Published 12:00 am Thursday, March 21, 2019

By Franklin Merrell

Although I no longer have children in Rowan-Salisbury Schools, I still follow what is happening.  And for nearly 40 years, I was the school system’s direct customer — either hiring its graduates or teaching them at RCCC.

During that time, I have watched school board after school board wrestle with the problem of low-performing schools, aging buildings, inadequate funding, too few bus drivers and the list goes on. What we are seeing today with Faith Elementary and North Rowan High School is not anything new.

Sometime in the early 1980s, I watched a PBS series called “Free to Choose,” hosted by Milton Friedman, a noted Nobel winning economist. Episode six of that series was called “What is wrong with our schools?” It compared various education efforts worldwide.

The problems we have now are the same ones pointed out by Friedman. Since watching it, I became more than a casual observer of the way public education is run.  Also about that time, there was a serious discussion in Rowan County about redistricting, resulting in plenty of noise about the plan.

I told someone that, by the time it was implemented, our first grade kids would be graduates. I was right.

School systems often begin something and then change before the results can be fully measured.

Today’s school problems are just continuations of what we have faced for the past 50 years. My observation agrees with Friedman’s research — parents vote with their feet where they want their children to go to school. Systems cannot re-district fast enough to prevent it. Top-performing schools continue to attract better students and low-performing schools seem to never improve.

Areas with poor performing systems sprout charter and private schools that almost always outshine the public schools. Consolidated schools always end up at the wrong place because they are planned for a static population that is, in reality, very dynamic.  They work for 10 years or so only to become very unbalanced with over-crowding in one school and open seats in another.

An old engineering problem solving technique is to ask “why” five times to get to the root cause.

When one asks “why” about school performance, it nearly always identifies centralized education as a root cause. Large, centralized education results in demeaning uniformity, destroys experimentation and stagnates the educational effort tending to make everyone average.

Other school systems across the state have the same problems that we do. “Renewal” status will give us the opportunity to fix ours.

Friedman stated that, once parents are enabled to have more say in the education of their children, the education will improve.  I agree.
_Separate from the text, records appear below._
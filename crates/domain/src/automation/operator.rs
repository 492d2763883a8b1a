//! Comparison operator shared by price and sensor triggers.

use std::fmt;

use serde::{Deserialize, Serialize};

#[derive(Debug, Clone, Copy, PartialEq, Eq, Default, Serialize, Deserialize)]
pub enum Operator {
    #[serde(rename = "<")]
    Lt,
    #[default]
    #[serde(rename = ">")]
    Gt,
    #[serde(rename = "<=")]
    Le,
    #[serde(rename = ">=")]
    Ge,
    #[serde(rename = "==")]
    Eq,
}

impl Operator {
    /// Apply `actual <op> threshold`.
    #[must_use]
    pub fn compare(self, actual: f64, threshold: f64) -> bool {
        match self {
            Self::Lt => actual < threshold,
            Self::Gt => actual > threshold,
            Self::Le => actual <= threshold,
            Self::Ge => actual >= threshold,
            Self::Eq => (actual - threshold).abs() < f64::EPSILON,
        }
    }

    #[must_use]
    pub fn as_str(self) -> &'static str {
        match self {
            Self::Lt => "<",
            Self::Gt => ">",
            Self::Le => "<=",
            Self::Ge => ">=",
            Self::Eq => "==",
        }
    }

    pub(crate) fn lt() -> Self {
        Self::Lt
    }
}

impl fmt::Display for Operator {
    fn fmt(&self, f: &mut fmt::Formatter<'_>) -> fmt::Result {
        f.write_str(self.as_str())
    }
}
//! Storage-specific error type wrapping sqlx errors.

use fieldhub_domain::error::FieldHubError;

/// Errors originating from the `SQLite` storage layer.
#[derive(Debug, thiserror::Error)]
pub enum StorageError {
    /// A query or connection failed.
    #[error("database error")]
    Database(#[from] sqlx::Error),

    /// Failed to serialize or deserialize a stored JSON value.
    #[error("JSON error")]
    Json(#[from] serde_json::Error),

    /// Failed to run migrations.
    #[error("migration error")]
    Migration(#[from] sqlx::migrate::MigrateError),
}

impl From<StorageError> for FieldHubError {
    fn from(err: StorageError) -> Self {
        Self::Storage(Box::new(err))
    }
}

/// Wrap a column decoding failure.
pub(crate) fn decode_error<E>(err: E) -> sqlx::Error
where
    E: std::error::Error + Send + Sync + 'static,
{
    sqlx::Error::Decode(Box::new(err))
}
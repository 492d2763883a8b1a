//! Watchdog: liveness monitoring of devices and gateways.

use std::time::Duration;

use fieldhub_domain::device::Device;
use fieldhub_domain::error::FieldHubError;
use fieldhub_domain::gateway::Gateway;
use fieldhub_domain::health::{DeviceHealthIssue, HealthStatus, HealthTarget, Timeouts, assess};
use fieldhub_domain::id::OrganizationId;
use fieldhub_domain::notification::{Notification, NotificationKind};
use fieldhub_domain::time::{Timestamp, key_stamp, now};

use crate::ports::{CommandPublisher, DeviceRepository, GatewayRepository, NotificationRepository};

/// Liveness timeouts and reset behaviour.
#[derive(Debug, Clone)]
pub struct WatchdogConfig {
    pub device: Timeouts,
    pub gateway: Timeouts,
    /// Topic namespace for remediation commands.
    pub namespace: String,
    /// Send a reset command to every device found critical during a sweep.
    pub auto_reset_critical: bool,
}

impl Default for WatchdogConfig {
    fn default() -> Self {
        let critical = Duration::from_secs(30 * 60);
        Self {
            device: Timeouts {
                unresponsive: Duration::from_secs(5 * 60),
                critical,
            },
            gateway: Timeouts {
                unresponsive: Duration::from_secs(10 * 60),
                critical,
            },
            namespace: "fieldhub".to_string(),
            auto_reset_critical: false,
        }
    }
}

/// Liveness monitor for devices and gateways.
pub struct Watchdog<DR, GR, NR, CP> {
    devices: DR,
    gateways: GR,
    notifications: NR,
    commands: CP,
    config: WatchdogConfig,
}

impl<DR, GR, NR, CP> Watchdog<DR, GR, NR, CP>
where
    DR: DeviceRepository + Send + Sync,
    GR: GatewayRepository + Send + Sync,
    NR: NotificationRepository + Send + Sync,
    CP: CommandPublisher + Send + Sync,
{
    /// Create a new watchdog.
    pub fn new(
        devices: DR,
        gateways: GR,
        notifications: NR,
        commands: CP,
        config: WatchdogConfig,
    ) -> Self {
        Self {
            devices,
            gateways,
            notifications,
            commands,
            config,
        }
    }

    #[must_use]
    pub fn check_device(&self, device: &Device, at: Timestamp) -> Option<DeviceHealthIssue> {
        assess(device.last_seen, at, self.config.device).map(|assessment| {
            DeviceHealthIssue::new(
                HealthTarget::Device,
                device.id.as_uuid(),
                &device.name,
                device.last_seen,
                assessment,
            )
            .with_external_id(device.external_id.clone())
        })
    }

    #[must_use]
    pub fn check_gateway(&self, gateway: &Gateway, at: Timestamp) -> Option<DeviceHealthIssue> {
        assess(gateway.last_seen, at, self.config.gateway).map(|assessment| {
            DeviceHealthIssue::new(
                HealthTarget::Gateway,
                gateway.id.as_uuid(),
                &gateway.name,
                gateway.last_seen,
                assessment,
            )
            .with_external_id(gateway.serial_number.clone())
        })
    }

    /// Mark silent devices offline, without notifying.
    ///
    /// # Errors
    ///
    /// Returns a storage error from the device repository.
    #[tracing::instrument(skip(self), fields(organization_id = %organization_id))]
    pub async fn check_devices(
        &self,
        organization_id: OrganizationId,
    ) -> Result<Vec<DeviceHealthIssue>, FieldHubError> {
        let at = now();
        let devices = self
            .devices
            .list_active_by_organization(organization_id)
            .await?;
        let mut issues = Vec::new();
        for device in &devices {
            if let Some(issue) = self.check_device(device, at) {
                self.take_offline(device).await?;
                issues.push(issue);
            }
        }
        Ok(issues)
    }

    /// Check devices then gateways and notify once per outage and status.
    ///
    /// # Errors
    ///
    /// Returns a storage error from any repository.
    #[tracing::instrument(skip(self), fields(organization_id = %organization_id))]
    pub async fn scan_organization(
        &self,
        organization_id: OrganizationId,
    ) -> Result<Vec<DeviceHealthIssue>, FieldHubError> {
        let at = now();
        let devices = self
            .devices
            .list_active_by_organization(organization_id)
            .await?;
        let gateways = self
            .gateways
            .list_active_by_organization(organization_id)
            .await?;

        let mut issues = Vec::new();
        let mut critical_devices = Vec::new();
        for device in &devices {
            if let Some(issue) = self.check_device(device, at) {
                self.take_offline(device).await?;
                if issue.status == HealthStatus::Critical {
                    critical_devices.push(device);
                }
                issues.push(issue);
            }
        }
        issues.extend(gateways.iter().filter_map(|g| self.check_gateway(g, at)));

        for issue in &issues {
            self.notify(organization_id, issue).await?;
        }

        if self.config.auto_reset_critical {
            for device in critical_devices {
                self.send_reset_command(device).await;
            }
        }

        if !issues.is_empty() {
            tracing::info!(count = issues.len(), "health issues found");
        }
        Ok(issues)
    }

    /// Ask a device to reboot itself.
    ///
    /// Returns `false` when the device has no external id or the broker is
    /// unreachable.
    pub async fn send_reset_command(&self, device: &Device) -> bool {
        let Some(external_id) = device.external_id.as_deref() else {
            tracing::debug!(device_id = %device.id, "no external id, reset skipped");
            return false;
        };
        let topic = format!("{}/devices/{external_id}/command", self.config.namespace);
        let payload = serde_json::json!({"action": "reset", "source": "watchdog"}).to_string();

        match self.commands.publish(topic, payload.into_bytes()).await {
            Ok(()) => {
                tracing::info!(device_id = %device.id, "reset command sent");
                true
            }
            Err(err) => {
                tracing::warn!(device_id = %device.id, %err, "reset command failed");
                false
            }
        }
    }

    async fn take_offline(&self, device: &Device) -> Result<(), FieldHubError> {
        if device.online {
            tracing::info!(device_id = %device.id, "device marked offline");
            self.devices.mark_offline(device.id).await?;
        }
        Ok(())
    }

    async fn notify(
        &self,
        organization_id: OrganizationId,
        issue: &DeviceHealthIssue,
    ) -> Result<(), FieldHubError> {
        let last_seen = issue
            .last_seen
            .map_or_else(|| "never".to_string(), key_stamp);
        let notification = Notification::new(
            organization_id,
            NotificationKind::Watchdog,
            "Device health alert",
            issue.message.clone(),
            issue.severity.into(),
        )
        .with_payload(serde_json::json!({
            "issue_type": issue.target.as_str(),
            "device_id": issue.target_id,
            "device_name": issue.name,
            "status": issue.status.as_str(),
            "offline_duration_minutes": issue.offline_minutes(),
        }))
        .with_dedup_key(format!(
            "watchdog:{}:{}:{}:{last_seen}",
            issue.target.as_str(),
            issue.target_id,
            issue.status.as_str(),
        ));
        self.notifications.create(notification).await?;
        Ok(())
    }
}
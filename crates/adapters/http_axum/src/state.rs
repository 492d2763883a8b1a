//! Shared application state for axum handlers.

use std::sync::Arc;

use tokio::sync::watch;

use fieldhub_app::event_bus::InProcessEventBus;

/// Application state shared across all axum handlers.
#[derive(Clone)]
pub struct AppState {
    /// Bus the live event stream subscribes to.
    pub event_bus: Arc<InProcessEventBus>,
    /// Flips to `true` when the process shuts down; open streams then end.
    pub shutdown: watch::Receiver<bool>,
}

impl AppState {
    /// Create the state shared by every handler.
    #[must_use]
    pub fn new(event_bus: Arc<InProcessEventBus>, shutdown: watch::Receiver<bool>) -> Self {
        Self {
            event_bus,
            shutdown,
        }
    }
}
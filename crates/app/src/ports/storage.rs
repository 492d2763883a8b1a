//! Storage port: repository traits for persistence.

use std::future::Future;
use std::sync::Arc;

use fieldhub_domain::anomaly::DeviceStats;
use fieldhub_domain::automation::{AutomationRule, AutomationRunRecord};
use fieldhub_domain::device::Device;
use fieldhub_domain::error::FieldHubError;
use fieldhub_domain::gateway::Gateway;
use fieldhub_domain::id::{AssetId, AutomationId, DeviceId, OrganizationId};
use fieldhub_domain::telemetry::{MeasurementKey, TelemetrySample};
use fieldhub_domain::time::Timestamp;

/// Repository for [`Device`]s and their liveness fields.
///
/// Lookups used for message resolution only return active devices.
pub trait DeviceRepository {
    fn create(&self, device: Device) -> impl Future<Output = Result<Device, FieldHubError>> + Send;

    fn get_by_id(
        &self,
        id: DeviceId,
    ) -> impl Future<Output = Result<Option<Device>, FieldHubError>> + Send;

    /// Find an active device by its wire identifier.
    fn find_by_external_id(
        &self,
        external_id: &str,
    ) -> impl Future<Output = Result<Option<Device>, FieldHubError>> + Send;

    /// Find an active device whose normalized name contains `needle`.
    ///
    /// `needle` is already normalized (lowercase, `_` for spaces and dashes).
    fn find_by_normalized_name(
        &self,
        needle: &str,
    ) -> impl Future<Output = Result<Option<Device>, FieldHubError>> + Send;

    /// Find the active device linked to a logical asset.
    fn find_by_asset(
        &self,
        asset_id: AssetId,
    ) -> impl Future<Output = Result<Option<Device>, FieldHubError>> + Send;

    fn list_active_by_organization(
        &self,
        organization_id: OrganizationId,
    ) -> impl Future<Output = Result<Vec<Device>, FieldHubError>> + Send;

    /// Organizations owning at least one active device.
    fn list_organizations(
        &self,
    ) -> impl Future<Output = Result<Vec<OrganizationId>, FieldHubError>> + Send;

    /// Set `online = true` and `last_seen = at`.
    fn mark_seen(
        &self,
        id: DeviceId,
        at: Timestamp,
    ) -> impl Future<Output = Result<(), FieldHubError>> + Send;

    /// Set `online = false`, leaving `last_seen` untouched.
    fn mark_offline(&self, id: DeviceId) -> impl Future<Output = Result<(), FieldHubError>> + Send;

    fn set_power_state(
        &self,
        id: DeviceId,
        is_on: bool,
    ) -> impl Future<Output = Result<(), FieldHubError>> + Send;
}

/// Repository for [`Gateway`]s.
pub trait GatewayRepository {
    fn create(&self, gateway: Gateway)
    -> impl Future<Output = Result<Gateway, FieldHubError>> + Send;

    fn list_active_by_organization(
        &self,
        organization_id: OrganizationId,
    ) -> impl Future<Output = Result<Vec<Gateway>, FieldHubError>> + Send;

    /// Organizations owning at least one active gateway.
    fn list_organizations(
        &self,
    ) -> impl Future<Output = Result<Vec<OrganizationId>, FieldHubError>> + Send;
}

/// Time window for [`TelemetryRepository::stats`].
#[derive(Debug, Clone, Copy, PartialEq, Eq)]
pub struct StatsWindow {
    /// Inclusive lower bound.
    pub since: Timestamp,
    /// Exclusive upper bound.
    pub until: Timestamp,
    /// Restrict to samples recorded in this UTC hour.
    pub hour: Option<u32>,
}

/// Append-only store of [`TelemetrySample`]s.
pub trait TelemetryRepository {
    /// Persist all samples atomically: either every row is written or none.
    fn record_batch(
        &self,
        samples: Vec<TelemetrySample>,
    ) -> impl Future<Output = Result<(), FieldHubError>> + Send;

    /// Most recent sample for a device and key.
    fn latest(
        &self,
        device_id: DeviceId,
        key: &MeasurementKey,
    ) -> impl Future<Output = Result<Option<TelemetrySample>, FieldHubError>> + Send;

    /// Aggregate samples in `window`. An empty window yields `count = 0`.
    fn stats(
        &self,
        device_id: DeviceId,
        key: &MeasurementKey,
        window: StatsWindow,
    ) -> impl Future<Output = Result<DeviceStats, FieldHubError>> + Send;
}

/// Repository for [`AutomationRule`]s and their run records.
pub trait AutomationRepository {
    fn create(
        &self,
        rule: AutomationRule,
    ) -> impl Future<Output = Result<AutomationRule, FieldHubError>> + Send;

    fn get_by_id(
        &self,
        id: AutomationId,
    ) -> impl Future<Output = Result<Option<AutomationRule>, FieldHubError>> + Send;

    /// All active rules, ascending priority.
    fn list_active(
        &self,
    ) -> impl Future<Output = Result<Vec<AutomationRule>, FieldHubError>> + Send;

    /// Active rules of one organization, ascending priority.
    fn list_active_by_organization(
        &self,
        organization_id: OrganizationId,
    ) -> impl Future<Output = Result<Vec<AutomationRule>, FieldHubError>> + Send;

    /// Set `last_triggered_at = at` and increment `trigger_count` in one write.
    fn record_trigger(
        &self,
        id: AutomationId,
        at: Timestamp,
    ) -> impl Future<Output = Result<(), FieldHubError>> + Send;

    fn append_run(
        &self,
        record: AutomationRunRecord,
    ) -> impl Future<Output = Result<(), FieldHubError>> + Send;

    /// Most recent run records of a rule, newest first.
    fn list_runs(
        &self,
        rule_id: AutomationId,
        limit: usize,
    ) -> impl Future<Output = Result<Vec<AutomationRunRecord>, FieldHubError>> + Send;
}

impl<T: DeviceRepository + Send + Sync> DeviceRepository for Arc<T> {
    fn create(&self, device: Device) -> impl Future<Output = Result<Device, FieldHubError>> + Send {
        (**self).create(device)
    }

    fn get_by_id(
        &self,
        id: DeviceId,
    ) -> impl Future<Output = Result<Option<Device>, FieldHubError>> + Send {
        (**self).get_by_id(id)
    }

    fn find_by_external_id(
        &self,
        external_id: &str,
    ) -> impl Future<Output = Result<Option<Device>, FieldHubError>> + Send {
        (**self).find_by_external_id(external_id)
    }

    fn find_by_normalized_name(
        &self,
        needle: &str,
    ) -> impl Future<Output = Result<Option<Device>, FieldHubError>> + Send {
        (**self).find_by_normalized_name(needle)
    }

    fn find_by_asset(
        &self,
        asset_id: AssetId,
    ) -> impl Future<Output = Result<Option<Device>, FieldHubError>> + Send {
        (**self).find_by_asset(asset_id)
    }

    fn list_active_by_organization(
        &self,
        organization_id: OrganizationId,
    ) -> impl Future<Output = Result<Vec<Device>, FieldHubError>> + Send {
        (**self).list_active_by_organization(organization_id)
    }

    fn list_organizations(
        &self,
    ) -> impl Future<Output = Result<Vec<OrganizationId>, FieldHubError>> + Send {
        (**self).list_organizations()
    }

    fn mark_seen(
        &self,
        id: DeviceId,
        at: Timestamp,
    ) -> impl Future<Output = Result<(), FieldHubError>> + Send {
        (**self).mark_seen(id, at)
    }

    fn mark_offline(&self, id: DeviceId) -> impl Future<Output = Result<(), FieldHubError>> + Send {
        (**self).mark_offline(id)
    }

    fn set_power_state(
        &self,
        id: DeviceId,
        is_on: bool,
    ) -> impl Future<Output = Result<(), FieldHubError>> + Send {
        (**self).set_power_state(id, is_on)
    }
}

impl<T: GatewayRepository + Send + Sync> GatewayRepository for Arc<T> {
    fn create(
        &self,
        gateway: Gateway,
    ) -> impl Future<Output = Result<Gateway, FieldHubError>> + Send {
        (**self).create(gateway)
    }

    fn list_active_by_organization(
        &self,
        organization_id: OrganizationId,
    ) -> impl Future<Output = Result<Vec<Gateway>, FieldHubError>> + Send {
        (**self).list_active_by_organization(organization_id)
    }

    fn list_organizations(
        &self,
    ) -> impl Future<Output = Result<Vec<OrganizationId>, FieldHubError>> + Send {
        (**self).list_organizations()
    }
}

impl<T: TelemetryRepository + Send + Sync> TelemetryRepository for Arc<T> {
    fn record_batch(
        &self,
        samples: Vec<TelemetrySample>,
    ) -> impl Future<Output = Result<(), FieldHubError>> + Send {
        (**self).record_batch(samples)
    }

    fn latest(
        &self,
        device_id: DeviceId,
        key: &MeasurementKey,
    ) -> impl Future<Output = Result<Option<TelemetrySample>, FieldHubError>> + Send {
        (**self).latest(device_id, key)
    }

    fn stats(
        &self,
        device_id: DeviceId,
        key: &MeasurementKey,
        window: StatsWindow,
    ) -> impl Future<Output = Result<DeviceStats, FieldHubError>> + Send {
        (**self).stats(device_id, key, window)
    }
}

impl<T: AutomationRepository + Send + Sync> AutomationRepository for Arc<T> {
    fn create(
        &self,
        rule: AutomationRule,
    ) -> impl Future<Output = Result<AutomationRule, FieldHubError>> + Send {
        (**self).create(rule)
    }

    fn get_by_id(
        &self,
        id: AutomationId,
    ) -> impl Future<Output = Result<Option<AutomationRule>, FieldHubError>> + Send {
        (**self).get_by_id(id)
    }

    fn list_active(
        &self,
    ) -> impl Future<Output = Result<Vec<AutomationRule>, FieldHubError>> + Send {
        (**self).list_active()
    }

    fn list_active_by_organization(
        &self,
        organization_id: OrganizationId,
    ) -> impl Future<Output = Result<Vec<AutomationRule>, FieldHubError>> + Send {
        (**self).list_active_by_organization(organization_id)
    }

    fn record_trigger(
        &self,
        id: AutomationId,
        at: Timestamp,
    ) -> impl Future<Output = Result<(), FieldHubError>> + Send {
        (**self).record_trigger(id, at)
    }

    fn append_run(
        &self,
        record: AutomationRunRecord,
    ) -> impl Future<Output = Result<(), FieldHubError>> + Send {
        (**self).append_run(record)
    }

    fn list_runs(
        &self,
        rule_id: AutomationId,
        limit: usize,
    ) -> impl Future<Output = Result<Vec<AutomationRunRecord>, FieldHubError>> + Send {
        (**self).list_runs(rule_id, limit)
    }
}
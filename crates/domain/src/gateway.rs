//! Gateway: an on-site hub relaying device traffic.

use serde::{Deserialize, Serialize};

use crate::id::{GatewayId, OrganizationId};
use crate::time::Timestamp;

#[derive(Debug, Clone, PartialEq, Eq, Serialize, Deserialize)]
pub struct Gateway {
    pub id: GatewayId,
    pub organization_id: OrganizationId,
    pub name: String,
    pub serial_number: Option<String>,
    pub is_active: bool,
    pub last_seen: Option<Timestamp>,
}

impl Gateway {
    /// Create an active gateway that has never been seen.
    #[must_use]
    pub fn new(organization_id: OrganizationId, name: impl Into<String>) -> Self {
        Self {
            id: GatewayId::new(),
            organization_id,
            name: name.into(),
            serial_number: None,
            is_active: true,
            last_seen: None,
        }
    }
}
The Early College effort at the N.C. community colleges is a prime example. In nearly every instance across the state, early colleges outperform every other high school. We need to ask “why.” Early college students are co-mingled with community college students — some much older than they are. Yet, their performance is excellent.

Community college classes have a great deal of latitude — not in the subject matter, but in the way the courses are taught and the way that the goals of the course are measured. On top of that, there are local advisory boards that make suggestions about the content of the classes and curriculum. The community is involved. Many employers use the community college coursework to improve their employees’ skills.

Schools that are closely tied to the community, with parents and community leaders involved with the curriculum and administration, tend to excel. When community-parent involvement is hindered or disdained, the education success declines.

If our communities and parents were as involved with the educational efforts as much as they are with the sports teams, our schools would be unbeatable.

We need to foster an environment that encourages parental and community input. One size does not fit all. The students at one school may need a different approach than the students at another simply because of the culture of the community where they live.

The parental/community role cannot be diminished. John Galloway at Hurley is a prime example of teaching based on student needs  — as is proved by his students’ performance. He should be applauded for his effort.

Franklin Merrell is a retired educator from Rowan-Cabarrus Community College, where he was program chair of industrial engineering technology.